Paragraph by paragraph, it’s witty, surprising, and inventive. The stakes are high, the humour is sly. The unexplained technologies and relationships are tantalising. As far as I was concerned nothing could go wrong.

And, though for great slabs there was a lot of colour and movement that didn’t amount to much, and some bits were complete nonsense, I loved every moment.

I was enthralled by Gibson’s first three books of dazzling and often incomprehensible science fiction, the Sprawl trilogy – Neuromancer (1984), Count Zero (1986) and Mona Lisa Overdrive (1988). I was less thrilled by the Bridge trilogy, which came next – Virtual Light (1993), Idoru (1996) and All Tomorrow’s Parties (1999). I read the first two books of the Blue Ant trilogy – Pattern Recognition (2003) and Spook Country (2007), and didn’t bother with Zero History (2010). These six books are also science fiction, but set in a time and on a planet very like ours with technology not that different from ours, with a lot of virtual reality, location-based art and social media.

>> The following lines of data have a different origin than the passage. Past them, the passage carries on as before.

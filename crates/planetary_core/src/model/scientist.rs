//! Scientist record.
//!
//! # Invariants
//! - `name` and `field_of_study` are never empty.
//! - Every mutation path (constructor, setters, draft, patch, deserialization)
//!   goes through the same validating setters.

use crate::model::deserialize_present;
use crate::model::validation::{require_text, RecordId, TextInput, ValidationError};
use serde::{Deserialize, Serialize};

/// Researcher that owns zero or more missions.
#[derive(Debug, Clone, PartialEq, Eq, Serialize, Deserialize)]
#[serde(try_from = "ScientistDraft")]
pub struct Scientist {
    id: Option<RecordId>,
    name: String,
    field_of_study: String,
}

/// Creation payload for a scientist, validated on conversion.
#[derive(Debug, Clone, Default, PartialEq, Eq, Deserialize)]
pub struct ScientistDraft {
    pub name: Option<String>,
    pub field_of_study: Option<String>,
}

/// Partial update for a scientist.
///
/// Absent keys are left untouched; explicit `null` is validated and rejected.
#[derive(Debug, Clone, Default, PartialEq, Eq, Deserialize)]
#[serde(deny_unknown_fields)]
pub struct ScientistPatch {
    #[serde(default, deserialize_with = "deserialize_present")]
    pub name: Option<Option<String>>,
    #[serde(default, deserialize_with = "deserialize_present")]
    pub field_of_study: Option<Option<String>>,
}

impl Scientist {
    /// Creates an unsaved scientist.
    ///
    /// # Errors
    /// - `ScientistNameRequired` when `name` is empty or missing.
    /// - `ScientistFieldOfStudyRequired` when `field_of_study` is empty or missing.
    pub fn new(name: impl TextInput, field_of_study: impl TextInput) -> Result<Self, ValidationError> {
        Ok(Self {
            id: None,
            name: require_text(name.into_text(), ValidationError::ScientistNameRequired)?,
            field_of_study: require_text(
                field_of_study.into_text(),
                ValidationError::ScientistFieldOfStudyRequired,
            )?,
        })
    }

    pub(crate) fn with_id(mut self, id: RecordId) -> Self {
        self.id = Some(id);
        self
    }

    pub fn id(&self) -> Option<RecordId> {
        self.id
    }

    pub fn name(&self) -> &str {
        &self.name
    }

    pub fn field_of_study(&self) -> &str {
        &self.field_of_study
    }

    pub fn set_name(&mut self, value: impl TextInput) -> Result<(), ValidationError> {
        self.name = require_text(value.into_text(), ValidationError::ScientistNameRequired)?;
        Ok(())
    }

    pub fn set_field_of_study(&mut self, value: impl TextInput) -> Result<(), ValidationError> {
        self.field_of_study = require_text(
            value.into_text(),
            ValidationError::ScientistFieldOfStudyRequired,
        )?;
        Ok(())
    }

    /// Applies a partial update atomically.
    ///
    /// On error the scientist is left exactly as it was.
    pub fn apply_patch(&mut self, patch: ScientistPatch) -> Result<(), ValidationError> {
        let mut next = self.clone();
        if let Some(name) = patch.name {
            next.set_name(name)?;
        }
        if let Some(field_of_study) = patch.field_of_study {
            next.set_field_of_study(field_of_study)?;
        }
        *self = next;
        Ok(())
    }
}

impl TryFrom<ScientistDraft> for Scientist {
    type Error = ValidationError;

    fn try_from(draft: ScientistDraft) -> Result<Self, Self::Error> {
        Self::new(draft.name, draft.field_of_study)
    }
}

#[cfg(test)]
mod tests {
    use super::{Scientist, ScientistPatch};
    use crate::model::validation::ValidationError;

    #[test]
    fn failed_patch_leaves_record_unchanged() {
        let mut scientist = Scientist::new("Ada", "Astrophysics").unwrap();
        let patch = ScientistPatch {
            name: Some(Some("Grace".to_string())),
            field_of_study: Some(None),
        };

        let err = scientist.apply_patch(patch).unwrap_err();
        assert_eq!(err, ValidationError::ScientistFieldOfStudyRequired);
        assert_eq!(scientist.name(), "Ada");
        assert_eq!(scientist.field_of_study(), "Astrophysics");
    }

    #[test]
    fn name_is_checked_before_field_of_study() {
        let err = Scientist::new("", "").unwrap_err();
        assert_eq!(err, ValidationError::ScientistNameRequired);
    }
}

It turns out that Agency, a birthday present from a friend, is the sequel to Gibson’s 2014 novel The Peripheral. If I’d read that book, the not completely unpleasant disorientation I felt in the first half of this one might have been mitigated, though – this being William Gibson – maybe not. I’m attached to these characters and to these (spoiler alert) bifurcating time lines. The Peripheral and whatever comes next are now on my to-be-read list.